人们在听电台时,不可能与不在场的主播进行对话,听者仅仅只能单方面对其进行诠释性解读。[13]“声音”本身无所谓意义,只有被听觉感知和界定才能赋予其价值。[17]耳朵也并非纯粹天然的身体器官——“耳朵”能够听到什么,如何聆听,同样来自政治经济文化在特定的社会、历史语境下合力而为的“规训”机制。[18]听者的听纳入了自身的情感体验,在听者看来情感电台中的情感类文案与音乐类型往往隐喻的是收听者个人的情感生活。

情感电台中的声音多为男性低沉的声音或女性轻柔的声音,此种舒缓的状态音恰能满足时人对于逃离聒噪、追求平静的情感需求,这是隶属于亲密的“私人空间”不同于充斥着喧嚣“公共空间”的生活,能够自由表达细腻、普通却真挚的“人情”的日常生活。1937年,世界上第一副耳机的出现让聆听从传统的社会性、群体性行为变成了可以完全个人化和私密化——你就站在我面前却无法获知我正在听的是什么。不同于被动的泛化的公共空间,属于个人的听觉空间富有更多的思辨性,其鼓励放大个体的情感体验及独立思考过程。[4]更何况在深夜独处时的情感电台中富有情感类故事的文案,个人空间里的容易放大的情感体验在故事中便进行自我主体的进一步投射,听的是故事,但“我”是局中人。

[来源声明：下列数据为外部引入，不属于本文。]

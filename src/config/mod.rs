//! Configuration module for catalog-diff.
//!
//! This module provides:
//! - Type-safe configuration structures
//! - Validation for all configuration values
//! - YAML config file loading and discovery
//! - CLI argument merging
//!
//! # Configuration File
//!
//! Place a `.catalog-diff.yaml` file in your project root or `~/.config/catalog-diff/`:
//!
//! ```yaml
//! diff:
//!   exclude_classes: true
//!   ignore_parameters: [checksum]
//! fleet:
//!   threads: 20
//! behavior:
//!   fail_on_change: true
//! ```

pub mod file;
mod types;
mod validation;

pub use types::{
    AppConfig, AppConfigBuilder, BehaviorConfig, FleetConfig, LoaderConfig, OutputConfig,
};
pub use validation::{ConfigError, Validatable};

pub use file::{
    discover_config_file, generate_example_config, generate_full_example_config, load_config_file,
    load_or_default, ConfigFileError, ConfigOverrides,
};

/// Generate a JSON Schema for the `AppConfig` configuration format.
///
/// Editors can use it to validate and complete `.catalog-diff.yaml` files.
pub fn generate_json_schema() -> serde_json::Result<String> {
    let schema = schemars::schema_for!(AppConfig);
    serde_json::to_string_pretty(&schema)
}
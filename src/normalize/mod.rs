//! Normalization of raw catalogs into the shared resource model.
//!
//! Each [`SchemaGeneration`](crate::model::SchemaGeneration) has one pure
//! conversion function. Both apply parameter redaction; class filtering is a
//! separate step on the finished [`NormalizedCatalog`].

mod current;
mod legacy;

pub use current::convert_current;
pub use legacy::convert_legacy;

use crate::error::Result;
use crate::model::{CatalogSide, NormalizedCatalog, RawCatalog};
use serde_json::{Map, Value};
use std::collections::BTreeMap;

/// Normalize a raw catalog of either generation.
pub fn normalize(
    raw: &RawCatalog,
    side: CatalogSide,
    ignore_parameters: &[String],
) -> Result<NormalizedCatalog> {
    let normalized = match raw {
        RawCatalog::Legacy(catalog) => convert_legacy(catalog, side, ignore_parameters)?,
        RawCatalog::Current(catalog) => convert_current(catalog, side, ignore_parameters)?,
    };
    tracing::debug!(
        %side,
        generation = %raw.generation(),
        resources = normalized.len(),
        "Normalized catalog"
    );
    Ok(normalized)
}

/// Copy parameters into a sorted map, dropping ignored names.
fn redact(parameters: &Map<String, Value>, ignore: &[String]) -> BTreeMap<String, Value> {
    parameters
        .iter()
        .filter(|(name, _)| !ignore.iter().any(|i| i == *name))
        .map(|(name, value)| (name.clone(), value.clone()))
        .collect()
}
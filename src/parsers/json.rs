//! JSON catalogs, as written by [`crate::model::Catalog::write_to`].

use super::traits::{raw_from_json, CatalogParser, ParseError};
use super::CatalogFormat;
use crate::model::{RawCatalog, SchemaGeneration};
use serde_json::Value;

/// JSON catalog parser
#[derive(Debug, Default, Clone, Copy)]
pub struct JsonParser;

impl JsonParser {
    #[must_use]
    pub const fn new() -> Self {
        Self
    }
}

impl CatalogParser for JsonParser {
    fn parse_bytes(
        &self,
        content: &[u8],
        generation: SchemaGeneration,
    ) -> Result<RawCatalog, ParseError> {
        let document: Value = serde_json::from_slice(content)?;
        raw_from_json(document, generation)
    }

    fn format(&self) -> CatalogFormat {
        CatalogFormat::Json
    }
}
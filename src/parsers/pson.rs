//! PSON catalogs.
//!
//! PSON is JSON that permits arbitrary bytes inside strings. Invalid UTF-8
//! sequences are replaced rather than rejected. Documents may arrive wrapped
//! in an indirector envelope (`{"document_type": "Catalog", "data": {...}}`).

use super::traits::{raw_from_json, CatalogParser, ParseError};
use super::CatalogFormat;
use crate::model::{RawCatalog, SchemaGeneration};
use serde_json::Value;

/// PSON catalog parser
#[derive(Debug, Default, Clone, Copy)]
pub struct PsonParser;

impl PsonParser {
    #[must_use]
    pub const fn new() -> Self {
        Self
    }
}

impl CatalogParser for PsonParser {
    fn parse_bytes(
        &self,
        content: &[u8],
        generation: SchemaGeneration,
    ) -> Result<RawCatalog, ParseError> {
        let text = String::from_utf8_lossy(content);
        let document: Value = serde_json::from_str(&text)?;
        raw_from_json(unwrap_envelope(document), generation)
    }

    fn format(&self) -> CatalogFormat {
        CatalogFormat::Pson
    }
}

fn unwrap_envelope(document: Value) -> Value {
    match document {
        Value::Object(mut map)
            if map.get("document_type").and_then(Value::as_str) == Some("Catalog")
                && map.contains_key("data") =>
        {
            map.remove("data").unwrap_or(Value::Null)
        }
        other => other,
    }
}

#[cfg(test)]
mod tests {
    use super::*;

    #[test]
    fn test_envelope_unwrapped() {
        let doc = br#"{"document_type":"Catalog","metadata":{"api_version":1},
            "data":{"name":"web01","version":12,"resources":[{"type":"Package","title":"ntp"}]}}"#;
        let raw = PsonParser::new()
            .parse_bytes(doc, SchemaGeneration::Current)
            .unwrap();
        let RawCatalog::Current(catalog) = raw else {
            panic!("expected current catalog");
        };
        assert_eq!(catalog.name(), "web01");
        assert_eq!(catalog.version(), Some("12"));
        assert_eq!(catalog.resources().len(), 1);
    }

    #[test]
    fn test_invalid_utf8_tolerated() {
        let mut doc = br#"{"name":"web01","resources":[{"type":"File","title":"/tmp/"#.to_vec();
        doc.push(0xff);
        doc.extend_from_slice(br#""}]}"#);

        let raw = PsonParser::new()
            .parse_bytes(&doc, SchemaGeneration::Current)
            .unwrap();
        let RawCatalog::Current(catalog) = raw else {
            panic!("expected current catalog");
        };
        assert!(catalog.resources()[0].title.starts_with("/tmp/"));
    }

    #[test]
    fn test_missing_name_is_structural_error() {
        let result = PsonParser::new().parse_bytes(br#"{"resources":[]}"#, SchemaGeneration::Current);
        assert!(matches!(result, Err(ParseError::InvalidStructure(_))));
    }

    #[test]
    fn test_truncated_document() {
        let result = PsonParser::new().parse_bytes(br#"{"name":"#, SchemaGeneration::Current);
        assert!(matches!(result, Err(ParseError::JsonError(_))));
    }
}
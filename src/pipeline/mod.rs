//! Pipeline orchestration for catalog diffs.
//!
//! Shared load → compare → report logic used by the CLI command handlers.

mod diff_stage;
mod output;
mod report_stage;

pub use diff_stage::{compute_diff, compute_fleet};
pub use output::{write_output, OutputTarget};
pub use report_stage::{output_report, render_report};

use std::path::PathBuf;

/// Structured pipeline error types for better diagnostics.
#[derive(Debug, thiserror::Error)]
pub enum PipelineError {
    /// Configuration could not be validated
    #[error("Invalid configuration: {reason}")]
    InvalidConfig { reason: String },

    /// Failed to load or compare catalogs
    #[error("Diff failed for {old} -> {new}: {source}")]
    DiffFailed {
        old: PathBuf,
        new: PathBuf,
        #[source]
        source: anyhow::Error,
    },

    /// Report serialization or output failed
    #[error("Report failed: {source}")]
    ReportFailed {
        #[source]
        source: anyhow::Error,
    },
}

/// Exit codes for CI/CD integration
pub mod exit_codes {
    /// Success - no changes detected (or --fail-on-change not set)
    pub const SUCCESS: i32 = 0;
    /// Changes were detected
    pub const CHANGES_DETECTED: i32 = 1;
    /// An error occurred
    pub const ERROR: i32 = 3;
}
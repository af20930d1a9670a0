#![no_main]
use catalog_diff::parsers::{parse_catalog_bytes, CatalogFormat};
use catalog_diff::SchemaGeneration;
use libfuzzer_sys::fuzz_target;

/// Fuzz the PSON parser.
///
/// PSON accepts arbitrary bytes, including invalid UTF-8, so the raw input is
/// fed straight through for both schema generations.
fuzz_target!(|data: &[u8]| {
    let _ = parse_catalog_bytes(data, CatalogFormat::Pson, SchemaGeneration::Current);
    let _ = parse_catalog_bytes(data, CatalogFormat::Pson, SchemaGeneration::Legacy);
});
//! Node-by-node diff of two catalog directories.
//!
//! Catalog files are paired by file stem (the node name). Each pair is
//! diffed on a bounded rayon pool. A failing node is recorded and the rest
//! of the batch continues.

use super::incremental::{DiffCache, DiffCacheKey};
use super::{CatalogDiffer, DiffOptions, DiffReport};
use crate::error::{CatalogDiffError, ErrorContext, Result};
use crate::model::{CatalogSide, SchemaGeneration};
use crate::parsers::CatalogFormat;
use crate::utils::content_hash;
use chrono::{DateTime, Utc};
use rayon::prelude::*;
use regex::Regex;
use serde::{Deserialize, Serialize};
use std::collections::{BTreeMap, BTreeSet};
use std::path::{Path, PathBuf};
use std::sync::{Arc, LazyLock};

/// Default worker count
pub const DEFAULT_THREADS: usize = 10;
/// Default length of the ranked lists in a [`FleetReport`]
pub const DEFAULT_CHANGED_DEPTH: usize = 10;

/// Runs [`CatalogDiffer`] over every node found in two directories.
pub struct FleetDiffer {
    old_dir: PathBuf,
    new_dir: PathBuf,
    schema: SchemaGeneration,
    options: DiffOptions,
    threads: usize,
    changed_depth: usize,
    cache: Option<Arc<DiffCache>>,
}

impl FleetDiffer {
    pub fn new(old_dir: impl Into<PathBuf>, new_dir: impl Into<PathBuf>) -> Self {
        Self {
            old_dir: old_dir.into(),
            new_dir: new_dir.into(),
            schema: SchemaGeneration::default(),
            options: DiffOptions::default(),
            threads: DEFAULT_THREADS,
            changed_depth: DEFAULT_CHANGED_DEPTH,
            cache: None,
        }
    }

    #[must_use]
    pub const fn with_schema(mut self, schema: SchemaGeneration) -> Self {
        self.schema = schema;
        self
    }

    #[must_use]
    pub fn with_options(mut self, options: DiffOptions) -> Self {
        self.options = options;
        self
    }

    #[must_use]
    pub const fn with_threads(mut self, threads: usize) -> Self {
        self.threads = threads;
        self
    }

    #[must_use]
    pub const fn with_changed_depth(mut self, depth: usize) -> Self {
        self.changed_depth = depth;
        self
    }

    /// Share a report cache across runs
    #[must_use]
    pub fn with_cache(mut self, cache: Arc<DiffCache>) -> Self {
        self.cache = Some(cache);
        self
    }

    /// Diff every node and summarize.
    ///
    /// Fails only when a directory cannot be listed or the worker pool
    /// cannot be built; per-node errors land in the report.
    pub fn run(&self) -> Result<FleetReport> {
        if self.threads == 0 {
            return Err(CatalogDiffError::config("fleet thread count must be at least 1"));
        }
        let old_nodes = discover(&self.old_dir, CatalogSide::Old)?;
        let new_nodes = discover(&self.new_dir, CatalogSide::New)?;
        let names: BTreeSet<&String> = old_nodes.keys().chain(new_nodes.keys()).collect();

        tracing::info!(
            nodes = names.len(),
            threads = self.threads,
            "Diffing catalogs of {} nodes",
            names.len()
        );

        let pool = rayon::ThreadPoolBuilder::new()
            .num_threads(self.threads)
            .build()
            .map_err(|e| CatalogDiffError::config(format!("cannot start worker pool: {e}")))?;

        let outcomes: Vec<(String, std::result::Result<Arc<DiffReport>, String>)> =
            pool.install(|| {
                names
                    .par_iter()
                    .map(|name| {
                        let outcome = match (old_nodes.get(*name), new_nodes.get(*name)) {
                            (Some(old), Some(new)) => self.diff_node(name, old, new),
                            (Some(_), None) => Err(format!(
                                "{name}: missing counterpart in {}",
                                self.new_dir.display()
                            )),
                            (None, _) => Err(format!(
                                "{name}: missing counterpart in {}",
                                self.old_dir.display()
                            )),
                        };
                        ((*name).clone(), outcome)
                    })
                    .collect()
            });

        let mut reports = BTreeMap::new();
        let mut failed_nodes = BTreeMap::new();
        for (name, outcome) in outcomes {
            match outcome {
                Ok(report) => {
                    reports.insert(name, report);
                }
                Err(error) => {
                    tracing::warn!(node = %name, "Skipping node: {error}");
                    failed_nodes.insert(name, error);
                }
            }
        }

        Ok(FleetReport::summarize(reports, failed_nodes, self.changed_depth))
    }

    fn diff_node(
        &self,
        name: &str,
        old: &Path,
        new: &Path,
    ) -> std::result::Result<Arc<DiffReport>, String> {
        let differ = CatalogDiffer::new(old, new)
            .with_schema(self.schema)
            .with_options(self.options.clone());

        let result = match &self.cache {
            Some(cache) => match DiffCacheKey::from_files(old, new, self.schema, &self.options) {
                Ok(key) => cache.get_or_compute(key, || differ.diff()),
                Err(_) => differ.diff().map(Arc::new),
            },
            None => differ.diff().map(Arc::new),
        };
        result.with_context(|| format!("node {name}")).map_err(|e| {
            tracing::debug!(node = %name, stage = e.stage(), "Node failed");
            e.to_string()
        })
    }
}

/// Map node name -> catalog file for every recognized file in `dir`.
fn discover(dir: &Path, side: CatalogSide) -> Result<BTreeMap<String, PathBuf>> {
    if !dir.is_dir() {
        return Err(CatalogDiffError::file_not_found(dir, side));
    }
    let mut files: Vec<PathBuf> = std::fs::read_dir(dir)
        .map_err(|e| CatalogDiffError::io(dir, e))?
        .filter_map(|entry| entry.ok().map(|e| e.path()))
        .filter(|path| path.is_file() && CatalogFormat::from_path(path).is_some())
        .collect();
    files.sort();

    let mut nodes: BTreeMap<String, PathBuf> = BTreeMap::new();
    for path in files {
        let Some(stem) = path.file_stem().and_then(|s| s.to_str()) else {
            continue;
        };
        if let Some(existing) = nodes.get(stem) {
            tracing::warn!(
                kept = %existing.display(),
                ignored = %path.display(),
                "Two catalogs for the same node"
            );
            continue;
        }
        nodes.insert(stem.to_string(), path);
    }
    Ok(nodes)
}

// ============================================================================
// Fleet report
// ============================================================================

/// One node's change score
#[derive(Debug, Clone, PartialEq, Serialize, Deserialize)]
pub struct NodeScore {
    pub node: String,
    pub node_percentage: f64,
    pub node_differences: usize,
}

/// Failures sharing one manifest or template path
#[derive(Debug, Clone, PartialEq, Eq, Serialize, Deserialize)]
pub struct ProblemFile {
    pub file: String,
    pub nodes: usize,
}

/// Representative error for one problem file
#[derive(Debug, Clone, PartialEq, Eq, Serialize, Deserialize)]
pub struct ExampleError {
    pub error: String,
    pub node: String,
}

/// Summary of a fleet diff.
#[derive(Debug, Clone, Serialize, Deserialize)]
pub struct FleetReport {
    pub generated_at: DateTime<Utc>,
    pub total_nodes: usize,
    pub compiled_nodes: Vec<String>,
    pub compiled_nodes_total: usize,
    pub failed_nodes: BTreeMap<String, String>,
    pub failed_nodes_total: usize,
    /// Failed nodes as a percentage of all nodes
    pub total_percentage: f64,
    pub most_changed: Vec<NodeScore>,
    pub failed_to_compile_files: Vec<ProblemFile>,
    pub example_compile_errors: Vec<ExampleError>,
    pub nodes: BTreeMap<String, Arc<DiffReport>>,
}
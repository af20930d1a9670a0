//! Report output stage.
//!
//! Serializes a node or fleet report as JSON and writes it to the
//! configured destination.

use super::{write_output, OutputTarget, PipelineError};
use crate::config::AppConfig;
use anyhow::Result;
use serde::Serialize;

/// Serialize a report as JSON.
pub fn render_report<T: Serialize>(report: &T, pretty: bool) -> Result<String> {
    let rendered = if pretty {
        serde_json::to_string_pretty(report)
    } else {
        serde_json::to_string(report)
    };
    rendered.map_err(|e| PipelineError::ReportFailed { source: e.into() }.into())
}

/// Output a report to the configured destination.
pub fn output_report<T: Serialize>(config: &AppConfig, report: &T) -> Result<()> {
    let content = render_report(report, config.output.pretty)?;
    let target = OutputTarget::from_option(config.output.file.clone());
    write_output(&content, &target, config.behavior.quiet)
        .map_err(|source| PipelineError::ReportFailed { source }.into())
}

#[cfg(test)]
mod tests {
    use super::*;
    use crate::diff::{DiffReport, DiffStatistics, ParameterChanges, TitleChanges};

    fn report() -> DiffReport {
        DiffReport::assemble(
            (Some("1".into()), Some("2".into())),
            TitleChanges {
                only_in_old: vec![],
                only_in_new: vec!["Package[nginx]".into()],
            },
            ParameterChanges::default(),
            &DiffStatistics::compute(1, 2, 1, 0, 0),
        )
    }

    #[test]
    fn test_render_compact_and_pretty() {
        let compact = render_report(&report(), false).unwrap();
        assert!(!compact.contains('\n'));
        let pretty = render_report(&report(), true).unwrap();
        assert!(pretty.contains("\n  \"old_version\": \"1\""));
    }

    #[test]
    fn test_output_report_to_file() {
        let tmp = tempfile::tempdir().unwrap();
        let path = tmp.path().join("report.json");
        let config = AppConfig::builder()
            .output_file(Some(path.clone()))
            .quiet(true)
            .build();

        output_report(&config, &report()).unwrap();

        let written: DiffReport =
            serde_json::from_str(&std::fs::read_to_string(path).unwrap()).unwrap();
        assert_eq!(written, report());
    }
}
//! Catalog data structures.
//!
//! Two raw layouts are read from disk: the current [`Catalog`] document and
//! the 0.24 [`LegacyCatalog`] tree. Both are normalized into a
//! [`NormalizedCatalog`] of [`Resource`]s keyed by [`ResourceId`] before any
//! comparison happens.
//!
//! ```ignore
//! let raw = parsers::load_catalog(&path, SchemaGeneration::Current, CatalogSide::Old)?;
//! let catalog = normalize::normalize(&raw, CatalogSide::Old, &options.ignore_parameters)?;
//! let motd = catalog.get(&ResourceId::new("File", "/etc/motd"));
//! ```

mod catalog;
mod facts;
mod legacy;
mod raw;
mod resource;

pub use catalog::*;
pub use facts::*;
pub use legacy::*;
pub use raw::*;
pub use resource::*;
//! Catalog comparison.
//!
//! # Architecture
//!
//! The diff is split into stages, each behind a trait where it varies:
//!
//! - [`ChangeComputer`](traits::ChangeComputer): one implementation per
//!   category of change, in the [`changes`] module
//! - [`CatalogDiffer`]: loads, normalizes and folds the change sets into a
//!   [`DiffReport`]
//! - [`FleetDiffer`]: runs many node diffs in parallel
//!
//! # Example
//!
//! ```no_run
//! use catalog_diff::diff::{CatalogDiffer, DiffOptions};
//! use catalog_diff::model::SchemaGeneration;
//!
//! let options = DiffOptions::builder().exclude_classes(true).build().unwrap();
//! let report = CatalogDiffer::new("old/web01.pson", "new/web01.pson")
//!     .with_schema(SchemaGeneration::Current)
//!     .with_options(options)
//!     .diff()
//!     .unwrap();
//! println!("{} differences", report.node_differences);
//! ```

pub mod changes;
mod engine;
pub mod fleet;
pub mod incremental;
mod options;
mod result;
pub mod stats;
pub mod text;
pub mod traits;

pub use engine::{compare, CatalogDiffer, LoadedCatalogs};
pub use fleet::{ExampleError, FleetDiffer, FleetReport, NodeScore, ProblemFile};
pub use incremental::{CacheStats, DiffCache, DiffCacheConfig, DiffCacheKey};
pub use options::{DiffOptions, DiffOptionsBuilder};
pub use result::DiffReport;
pub use stats::DiffStatistics;
pub use traits::{ChangeComputer, ParameterChanges, TitleChanges};
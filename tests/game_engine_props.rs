use proptest::prelude::*;
use twenty48::{Direction, GameEngine, GameError};

#[derive(Debug, Clone, Copy)]
enum Action {
    Move(Direction),
    Undo,
}

fn direction() -> impl Strategy<Value = Direction> {
    (0u8..4).prop_map(|code| Direction::try_from(code).unwrap())
}

fn action() -> impl Strategy<Value = Action> {
    prop_oneof![
        4 => direction().prop_map(Action::Move),
        1 => Just(Action::Undo),
    ]
}

/// Play `moves` from a seeded start so every property sees a realistic board.
fn played(seed: u64, moves: &[Direction]) -> GameEngine {
    let mut engine = GameEngine::seeded(seed);
    for &d in moves {
        engine.apply_move(d);
    }
    engine
}

proptest! {
    #![proptest_config(ProptestConfig::with_cases(100))]

    /// Moves never lower the score; only merging moves raise it.
    #[test]
    fn score_grows_only_on_merges(
        seed in any::<u64>(),
        moves in prop::collection::vec(direction(), 1..80)
    ) {
        let mut engine = GameEngine::seeded(seed);
        for d in moves {
            let before = engine.score();
            let outcome = engine.apply_move(d);
            prop_assert!(engine.score() >= before);
            prop_assert_eq!(engine.score() - before, outcome.gained);
            if !outcome.changed {
                prop_assert_eq!(outcome.gained, 0);
            }
        }
    }

    /// A move that changes nothing leaves state and history untouched.
    #[test]
    fn no_op_move_is_invisible(
        seed in any::<u64>(),
        prefix in prop::collection::vec(direction(), 0..60),
        d in direction()
    ) {
        let mut engine = played(seed, &prefix);
        let state = engine.state();
        let history = engine.history_len();
        let (shifted, _) = engine.grid().shift(d);
        let expect_change = shifted != *engine.grid();

        let outcome = engine.apply_move(d);
        prop_assert_eq!(outcome.changed, expect_change);
        if !outcome.changed {
            prop_assert_eq!(engine.state(), state);
            prop_assert_eq!(engine.history_len(), history);
        } else {
            prop_assert_eq!(engine.history_len(), history + 1);
        }
    }

    /// Undo right after a move returns the exact pre-move grid and score.
    #[test]
    fn undo_restores_exactly(
        seed in any::<u64>(),
        prefix in prop::collection::vec(direction(), 0..60),
        d in direction()
    ) {
        let mut engine = played(seed, &prefix);
        let before = engine.state();
        if engine.apply_move(d).changed {
            engine.undo().unwrap();
            prop_assert_eq!(engine.state(), before);
        }
    }

    /// History length tracks the moves that changed the board, minus undos.
    #[test]
    fn history_tracks_changed_moves(
        seed in any::<u64>(),
        actions in prop::collection::vec(action(), 1..80)
    ) {
        let mut engine = GameEngine::seeded(seed);
        let mut expected = 0usize;
        for a in actions {
            match a {
                Action::Move(d) => {
                    if engine.apply_move(d).changed {
                        expected += 1;
                    }
                }
                Action::Undo => match engine.undo() {
                    Ok(()) => expected -= 1,
                    Err(e) => {
                        prop_assert_eq!(e, GameError::EmptyHistory);
                        prop_assert_eq!(expected, 0);
                    }
                },
            }
            prop_assert_eq!(engine.history_len(), expected);
        }
    }

    /// Every cell is always zero or a power of two, and a changing move adds
    /// exactly one spawned tile's worth (2 or 4) to the board total.
    #[test]
    fn tiles_stay_valid(
        seed in any::<u64>(),
        moves in prop::collection::vec(direction(), 1..80)
    ) {
        let mut engine = GameEngine::seeded(seed);
        for d in moves {
            let total = engine.grid().total();
            let outcome = engine.apply_move(d);
            prop_assert!(engine.grid().validate().is_ok());
            let added = engine.grid().total() - total;
            if outcome.changed {
                prop_assert!(added == 2 || added == 4);
            } else {
                prop_assert_eq!(added, 0);
            }
        }
    }

    /// Reported outcome agrees with the engine's own checks.
    #[test]
    fn outcome_matches_queries(
        seed in any::<u64>(),
        moves in prop::collection::vec(direction(), 1..120)
    ) {
        let mut engine = GameEngine::seeded(seed);
        for d in moves {
            let outcome = engine.apply_move(d);
            if outcome.changed {
                prop_assert_eq!(outcome.won, engine.check_win());
                prop_assert_eq!(outcome.game_over, engine.is_game_over());
            }
        }
    }
}
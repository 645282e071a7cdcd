use rand::{rngs::SmallRng, Rng, SeedableRng};
use serde_json::json;
use twenty48::{Direction, GameEngine, GameStatus};

const DEFAULT_MAX_MOVES: usize = 10_000;

fn main() -> anyhow::Result<()> {
    let mut args = std::env::args();
    let program = args.next().unwrap_or_else(|| "sim".into());
    let args: Vec<String> = args.collect();
    if args.is_empty() || args.len() > 2 {
        eprintln!("Usage: {} <seed> [max_moves]", program);
        std::process::exit(1);
    }
    let seed: u64 = args[0].parse()?;
    let max_moves: usize = match args.get(1) {
        Some(s) => s.parse()?,
        None => DEFAULT_MAX_MOVES,
    };

    let mut engine = GameEngine::seeded(seed);
    let mut picker = SmallRng::seed_from_u64(seed.wrapping_add(1));
    let mut moves = 0usize;

    while moves < max_moves && engine.status() == GameStatus::InProgress {
        let direction = Direction::ALL[picker.random_range(0..Direction::ALL.len())];
        if engine.apply_move(direction).changed {
            moves += 1;
        }
    }

    let result = json!({
        "seed": seed,
        "moves": moves,
        "score": engine.score(),
        "max_tile": engine.max_tile(),
        "won": engine.check_win(),
        "game_over": engine.is_game_over(),
    });

    println!("{}", serde_json::to_string(&result)?);
    Ok(())
}
//! Move directions and their mapping onto left-rotations of the grid.

use crate::common::GameError;
use core::fmt;
use core::str::FromStr;

/// Which way the tiles slide.
#[derive(Debug, Clone, Copy, PartialEq, Eq, Hash)]
#[cfg_attr(feature = "std", derive(serde::Serialize, serde::Deserialize))]
pub enum Direction {
    Left,
    Up,
    Right,
    Down,
}

impl Direction {
    pub const ALL: [Direction; 4] = [
        Direction::Left,
        Direction::Up,
        Direction::Right,
        Direction::Down,
    ];

    /// Counter-clockwise quarter turns that make this direction a left slide.
    pub const fn rotations(self) -> usize {
        match self {
            Direction::Left => 0,
            Direction::Up => 1,
            Direction::Right => 2,
            Direction::Down => 3,
        }
    }

    /// Turns needed to restore the original orientation afterwards.
    pub const fn inverse_rotations(self) -> usize {
        (4 - self.rotations()) % 4
    }

    /// Numeric code used by external callers (same as the rotation count).
    pub const fn code(self) -> u8 {
        self.rotations() as u8
    }
}

impl TryFrom<u8> for Direction {
    type Error = GameError;

    fn try_from(code: u8) -> Result<Self, Self::Error> {
        match code {
            0 => Ok(Direction::Left),
            1 => Ok(Direction::Up),
            2 => Ok(Direction::Right),
            3 => Ok(Direction::Down),
            other => Err(GameError::InvalidDirection(other)),
        }
    }
}

impl FromStr for Direction {
    type Err = GameError;

    fn from_str(s: &str) -> Result<Self, Self::Err> {
        let s = s.trim();
        if s.eq_ignore_ascii_case("left") || s.eq_ignore_ascii_case("l") {
            Ok(Direction::Left)
        } else if s.eq_ignore_ascii_case("up") || s.eq_ignore_ascii_case("u") {
            Ok(Direction::Up)
        } else if s.eq_ignore_ascii_case("right") || s.eq_ignore_ascii_case("r") {
            Ok(Direction::Right)
        } else if s.eq_ignore_ascii_case("down") || s.eq_ignore_ascii_case("d") {
            Ok(Direction::Down)
        } else {
            Err(GameError::UnknownDirection)
        }
    }
}

impl fmt::Display for Direction {
    fn fmt(&self, f: &mut fmt::Formatter<'_>) -> fmt::Result {
        let name = match self {
            Direction::Left => "left",
            Direction::Up => "up",
            Direction::Right => "right",
            Direction::Down => "down",
        };
        f.write_str(name)
    }
}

中世纪后期的神学家埃克哈特曾说:“去听,更多的是向内,然而看却是在向外。”[19]听觉的自我中心主义呈现出的“向心”的倾向使情感电台的自我观照作用得到尽可能的呈现。

四、结 语

相对于视觉而言,听觉的通感效果更强,听觉在情感电台的情感共鸣效果中发挥了关键作用。媒介技术的发展提高了人们的速度性、目的性,同时过程中的状态体验性也被忽视,指涉时间现象的听觉以其“高清晰度”的特征为“喧嚣”的现代化城市中的人们提供了“个体声景”,听觉所要求的专心致志意味着人们可以更为用心地去感知情感电台中主播的每一声调,从而弥补了人们所缺乏的状态真实的过程性感知。与此同时,耳朵在本性上是情感的感官,对于情感电台而言,听觉作为结盟的感官,其提供的“陪伴感”恰为个体化社会的孤独感和全民焦虑提供了舒缓平台,听觉在提供的个人私密空间的同时给予了听者以更为开放的想象空间,且此想象空间具备听觉主体投射的“向心”作用,从而使得听者“向内想象”,听觉在情感电台中发挥的自我投射作用得到最大效果呈现。因此,作为自我认知与体验为孤独个体的听者在情感电台中得到陪伴感的情感体验,恰是在以不同于视觉的快速不连续观看作用,而是以听觉的每一时刻的倾听作用去体验生命的状态真实,这实则是倾听自我、自我依靠。